To: Melodie, CPhill and ALL interested:
Here is a general "TVM" equation that is very useful in a wide variety of financial applications such as consumer and home loans and savings accounts:
P[1-(1+i/100)^-N/i/100]+FV(1+(i/100))^-N+PV=0, where,
P=Regular periodic payment
i =Interest rate per period
N=Number of periods
FV=Future value
PV=Present value
Given any four of the above, you can solve for the fifth. One very important thing to remember is this: That any money received should be entered as positive(+), and any money paid out as negative(-). Even when viewed from two perspectives, the lender or the borrower, should not matter, as long as your are consistent.
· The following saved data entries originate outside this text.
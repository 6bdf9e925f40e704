use std::error::Error;
use std::path::PathBuf;

use clap::Parser;

use island_cropper::background::BackgroundPolicy;
use island_cropper::config::{CropConfig, SizeMismatch};
use island_cropper::{pipeline, RegionOutcome};

#[derive(Parser, Debug)]
#[command(name = "island_cropper")]
#[command(about = "Crop islands out of a world map and make the ocean transparent")]
struct Args {
    /// JSON config file (fields override built-in defaults)
    #[arg(short, long)]
    config: Option<PathBuf>,

    /// Source map image
    #[arg(short, long)]
    source: Option<PathBuf>,

    /// Output directory for the island PNGs
    #[arg(short, long)]
    out_dir: Option<PathBuf>,

    /// Background policy: statistical-threshold or edge-sampled-distance
    #[arg(short, long)]
    policy: Option<String>,

    /// Gaussian sigma for alpha smoothing (0 disables)
    #[arg(short, long)]
    blur_radius: Option<f32>,

    /// Spread threshold (statistical) or color distance (edge-sampled)
    #[arg(short, long)]
    threshold: Option<f32>,

    /// Resolution the region coordinates refer to, e.g. "5504x3072"
    #[arg(long, value_parser = parse_size, conflicts_with = "any_size")]
    canonical_size: Option<(u32, u32)>,

    /// Accept any source resolution without checking it
    #[arg(long)]
    any_size: bool,

    /// Rescale regions instead of failing when the source resolution differs
    #[arg(long)]
    rescale: bool,

    /// Only crop the named region (repeatable)
    #[arg(long)]
    only: Vec<String>,

    /// Write manifest.json with placement percentages
    #[arg(short, long)]
    manifest: bool,

    /// Process regions one at a time
    #[arg(long)]
    sequential: bool,

    /// Print the region table and exit
    #[arg(long)]
    list: bool,
}

fn parse_size(s: &str) -> Result<(u32, u32), String> {
    let (w, h) = s
        .split_once(|c: char| c == 'x' || c == 'X')
        .ok_or_else(|| format!("expected WIDTHxHEIGHT, got '{}'", s))?;
    let w = w.trim().parse::<u32>().map_err(|e| format!("bad width '{}': {}", w, e))?;
    let h = h.trim().parse::<u32>().map_err(|e| format!("bad height '{}': {}", h, e))?;
    Ok((w, h))
}

impl Args {
    /// Layer command-line flags over the config file (or defaults).
    fn into_config(self) -> Result<CropConfig, Box<dyn Error>> {
        let mut config = match &self.config {
            Some(path) => CropConfig::load(path)?,
            None => CropConfig::default(),
        };

        if let Some(source) = self.source {
            config.source_path = source;
        }
        if let Some(out_dir) = self.out_dir {
            config.output_dir = out_dir;
        }
        if let Some(policy) = &self.policy {
            config.policy = BackgroundPolicy::from_str(policy)
                .ok_or_else(|| format!("unknown policy '{}'", policy))?;
        }
        if self.blur_radius.is_some() {
            config.blur_radius = self.blur_radius;
        }
        if self.threshold.is_some() {
            config.threshold = self.threshold;
        }
        if self.canonical_size.is_some() {
            config.canonical_size = self.canonical_size;
        }
        if self.any_size {
            config.canonical_size = None;
        }
        if self.rescale {
            config.size_mismatch = SizeMismatch::Rescale;
        }
        if !self.only.is_empty() {
            config.only = self.only;
        }
        if self.manifest {
            config.write_manifest = true;
        }
        if self.sequential {
            config.parallel = false;
        }

        config.validate()?;
        Ok(config)
    }
}

fn main() -> Result<(), Box<dyn Error>> {
    env_logger::Builder::from_env(env_logger::Env::default().default_filter_or("warn")).init();

    let args = Args::parse();
    let list = args.list;
    let config = args.into_config()?;

    if list {
        let table = config.region_table()?;
        println!("{} regions:", table.len());
        for r in table.iter() {
            println!(
                "  {:<24} center ({}, {})  half size {}x{}",
                r.name, r.center_x, r.center_y, r.half_width, r.half_height
            );
        }
        return Ok(());
    }

    let report = pipeline::run(&config)?;

    println!("Source image: {}x{}", report.source_width, report.source_height);
    for outcome in &report.outcomes {
        match outcome {
            RegionOutcome::Written(r) => {
                let mut line = format!(
                    "  {}: {}x{}px  left {:.2}% top {:.2}% width {:.2}%",
                    r.name,
                    r.bounds.width(),
                    r.bounds.height(),
                    r.placement.left_pct,
                    r.placement.top_pct,
                    r.placement.width_pct
                );
                if let Some([red, green, blue]) = r.background {
                    line.push_str(&format!("  ocean rgb({}, {}, {})", red, green, blue));
                }
                println!("{}", line);
            }
            RegionOutcome::Skipped { name, reason } => {
                println!("  {}: skipped ({})", name, reason);
            }
        }
    }
    if let Some(path) = &report.manifest_path {
        println!("Manifest: {}", path.display());
    }

    println!();
    println!("Done: {} islands cropped into {}", report.written_count(), config.output_dir.display());
    Ok(())
}

#[cfg(test)]
mod tests {
    use super::*;

    #[test]
    fn test_parse_size() {
        assert_eq!(parse_size("5504x3072"), Ok((5504, 3072)));
        assert_eq!(parse_size("10X20"), Ok((10, 20)));
        assert!(parse_size("5504").is_err());
        assert!(parse_size("axb").is_err());
    }

    #[test]
    fn test_flags_override_defaults() {
        let args = Args::parse_from([
            "island_cropper",
            "--source",
            "map.png",
            "--policy",
            "edge",
            "--threshold",
            "30",
            "--any-size",
            "--only",
            "moosewood",
            "--sequential",
        ]);
        let config = args.into_config().unwrap();
        assert_eq!(config.source_path, PathBuf::from("map.png"));
        assert_eq!(config.output_dir, PathBuf::from("islands"));
        assert_eq!(config.policy, BackgroundPolicy::EdgeSampledDistance);
        assert_eq!(config.effective_threshold(), 30.0);
        assert_eq!(config.effective_blur_radius(), 1.5);
        assert_eq!(config.canonical_size, None);
        assert_eq!(config.only, vec!["moosewood".to_string()]);
        assert!(!config.parallel);
    }

    #[test]
    fn test_unknown_policy_rejected() {
        let args = Args::parse_from(["island_cropper", "--policy", "magic"]);
        assert!(args.into_config().is_err());
    }

    #[test]
    fn test_size_flags() {
        let args = Args::parse_from(["island_cropper", "--canonical-size", "100x50", "--rescale"]);
        let config = args.into_config().unwrap();
        assert_eq!(config.canonical_size, Some((100, 50)));
        assert_eq!(config.size_mismatch, SizeMismatch::Rescale);
    }
}
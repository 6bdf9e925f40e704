//! Island cropping library
//!
//! Cuts named islands out of a world map image and makes the surrounding
//! ocean transparent. Re-exports modules for use by the binary and tools.

pub mod background;
pub mod config;
pub mod crop;
pub mod error;
pub mod export;
pub mod pipeline;
pub mod regions;
pub mod smoothing;

pub use config::CropConfig;
pub use error::CropError;
pub use pipeline::{run, RegionOutcome, RunReport};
I hope you will find it useful.
Example? Sure:
I want to save some money for my retirement. I already have $10,000 and I wish to invest it in a fund. In addition to this, I plan to deposit a monthly payment of $250 for the next 30 years. Will assume the fund pays interest at 6% compounded monthly. How much money will I have saved 30 years hence? In other words, what is the FV of my $10,000 and 30 X 12=360 payments of $250 each going to be?
Now, if you enter correctly all these values in the formula, you should get a FV of $311,354.51.i,e.,
PV=$10,000
P=$250
i=6/12=.5
N=30 X 12=360
FV=?
P.S. If you have somebody who is good at programming, can easily program this equation into his/her computer and test it for bugs, and if everything is working fine, then you can distribute the program to anybody who wants it. Best of luck.
Hello folks: Regarding the above example, I entered it in WolframAlpha engine in this manner and it gave the correct answer:
=-250*[(1-(1+.5/100)^-360)/(.5/100)]+F*(1+(.5/100))^-360-10000=0, solve for F
Just copy and paste the above and plug in WolframAlpha engine and you will see the result. Thanks and good luck.